_TASK DIRECTIONS_. Nothing in the data may be omitted; output it all verbatim.

Stored data entries

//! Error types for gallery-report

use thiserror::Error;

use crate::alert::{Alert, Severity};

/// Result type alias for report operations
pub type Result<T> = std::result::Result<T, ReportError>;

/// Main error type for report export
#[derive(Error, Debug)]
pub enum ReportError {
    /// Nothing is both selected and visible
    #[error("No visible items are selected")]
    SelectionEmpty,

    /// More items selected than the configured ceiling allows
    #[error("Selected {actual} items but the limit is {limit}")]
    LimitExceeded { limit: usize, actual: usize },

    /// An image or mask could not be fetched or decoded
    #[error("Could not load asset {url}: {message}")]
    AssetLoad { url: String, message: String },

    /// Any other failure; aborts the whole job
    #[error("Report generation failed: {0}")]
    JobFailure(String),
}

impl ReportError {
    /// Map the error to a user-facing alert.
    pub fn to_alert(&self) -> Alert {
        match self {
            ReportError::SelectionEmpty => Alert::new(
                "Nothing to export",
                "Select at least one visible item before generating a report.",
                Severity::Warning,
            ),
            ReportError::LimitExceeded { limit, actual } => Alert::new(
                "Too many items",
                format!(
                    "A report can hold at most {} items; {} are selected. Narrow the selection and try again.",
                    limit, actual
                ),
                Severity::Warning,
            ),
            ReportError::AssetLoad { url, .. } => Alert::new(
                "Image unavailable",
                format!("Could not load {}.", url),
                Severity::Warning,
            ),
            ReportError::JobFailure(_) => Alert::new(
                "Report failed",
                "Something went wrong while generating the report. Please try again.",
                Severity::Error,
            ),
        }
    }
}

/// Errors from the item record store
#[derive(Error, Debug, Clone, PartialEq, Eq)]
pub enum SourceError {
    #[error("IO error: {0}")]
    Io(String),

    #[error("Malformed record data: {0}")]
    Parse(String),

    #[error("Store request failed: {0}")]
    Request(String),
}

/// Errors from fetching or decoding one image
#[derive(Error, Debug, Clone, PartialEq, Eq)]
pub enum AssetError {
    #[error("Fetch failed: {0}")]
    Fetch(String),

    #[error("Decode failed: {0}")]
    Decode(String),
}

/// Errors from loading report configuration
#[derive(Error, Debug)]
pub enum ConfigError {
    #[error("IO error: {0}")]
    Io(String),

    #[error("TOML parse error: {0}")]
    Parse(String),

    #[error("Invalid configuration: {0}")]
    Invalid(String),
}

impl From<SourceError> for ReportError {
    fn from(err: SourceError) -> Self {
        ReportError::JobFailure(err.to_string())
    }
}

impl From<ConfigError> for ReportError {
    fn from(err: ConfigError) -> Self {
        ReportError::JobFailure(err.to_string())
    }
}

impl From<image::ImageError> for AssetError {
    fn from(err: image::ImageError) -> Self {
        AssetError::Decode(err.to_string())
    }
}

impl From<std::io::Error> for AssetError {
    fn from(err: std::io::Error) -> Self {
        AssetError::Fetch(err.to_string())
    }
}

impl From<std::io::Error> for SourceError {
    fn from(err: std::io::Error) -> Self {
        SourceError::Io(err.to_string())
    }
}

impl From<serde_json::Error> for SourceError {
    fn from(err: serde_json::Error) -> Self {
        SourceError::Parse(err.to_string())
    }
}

_TASK RESPONSE_.
//! Error types for gallery-report

use thiserror::Error;

use crate::alert::{Alert, Severity};

/// Result type alias for report operations
pub type Result<T> = std::result::Result<T, ReportError>;

/// Main error type for report export
#[derive(Error, Debug)]
pub enum ReportError {
    /// Nothing is both selected and visible
    #[error("No visible items are selected")]
    SelectionEmpty,

    /// More items selected than the configured ceiling allows
    #[error("Selected {actual} items but the limit is {limit}")]
    LimitExceeded { limit: usize, actual: usize },

    /// An image or mask could not be fetched or decoded
    #[error("Could not load asset {url}: {message}")]
    AssetLoad { url: String, message: String },

    /// Any other failure; aborts the whole job
    #[error("Report generation failed: {0}")]
    JobFailure(String),
}

impl ReportError {
    /// Map the error to a user-facing alert.
    pub fn to_alert(&self) -> Alert {
        match self {
            ReportError::SelectionEmpty => Alert::new(
                "Nothing to export",
                "Select at least one visible item before generating a report.",
                Severity::Warning,
            ),
            ReportError::LimitExceeded { limit, actual } => Alert::new(
                "Too many items",
                format!(
                    "A report can hold at most {} items; {} are selected. Narrow the selection and try again.",
                    limit, actual
                ),
                Severity::Warning,
            ),
            ReportError::AssetLoad { url, .. } => Alert::new(
                "Image unavailable",
                format!("Could not load {}.", url),
                Severity::Warning,
            ),
            ReportError::JobFailure(_) => Alert::new(
                "Report failed",
                "Something went wrong while generating the report. Please try again.",
                Severity::Error,
            ),
        }
    }
}

/// Errors from the item record store
#[derive(Error, Debug, Clone, PartialEq, Eq)]
pub enum SourceError {
    #[error("IO error: {0}")]
    Io(String),

    #[error("Malformed record data: {0}")]
    Parse(String),

    #[error("Store request failed: {0}")]
    Request(String),
}

/// Errors from fetching or decoding one image
#[derive(Error, Debug, Clone, PartialEq, Eq)]
pub enum AssetError {
    #[error("Fetch failed: {0}")]
    Fetch(String),

    #[error("Decode failed: {0}")]
    Decode(String),
}

/// Errors from loading report configuration
#[derive(Error, Debug)]
pub enum ConfigError {
    #[error("IO error: {0}")]
    Io(String),

    #[error("TOML parse error: {0}")]
    Parse(String),

    #[error("Invalid configuration: {0}")]
    Invalid(String),
}

impl From<SourceError> for ReportError {
    fn from(err: SourceError) -> Self {
        ReportError::JobFailure(err.to_string())
    }
}

impl From<ConfigError> for ReportError {
    fn from(err: ConfigError) -> Self {
        ReportError::JobFailure(err.to_string())
    }
}

impl From<image::ImageError> for AssetError {
    fn from(err: image::ImageError) -> Self {
        AssetError::Decode(err.to_string())
    }
}

impl From<std::io::Error> for AssetError {
    fn from(err: std::io::Error) -> Self {
        AssetError::Fetch(err.to_string())
    }
}

impl From<std::io::Error> for SourceError {
    fn from(err: std::io::Error) -> Self {
        SourceError::Io(err.to_string())
    }
}

impl From<serde_json::Error> for SourceError {
    fn from(err: serde_json::Error) -> Self {
        SourceError::Parse(err.to_string())
    }
}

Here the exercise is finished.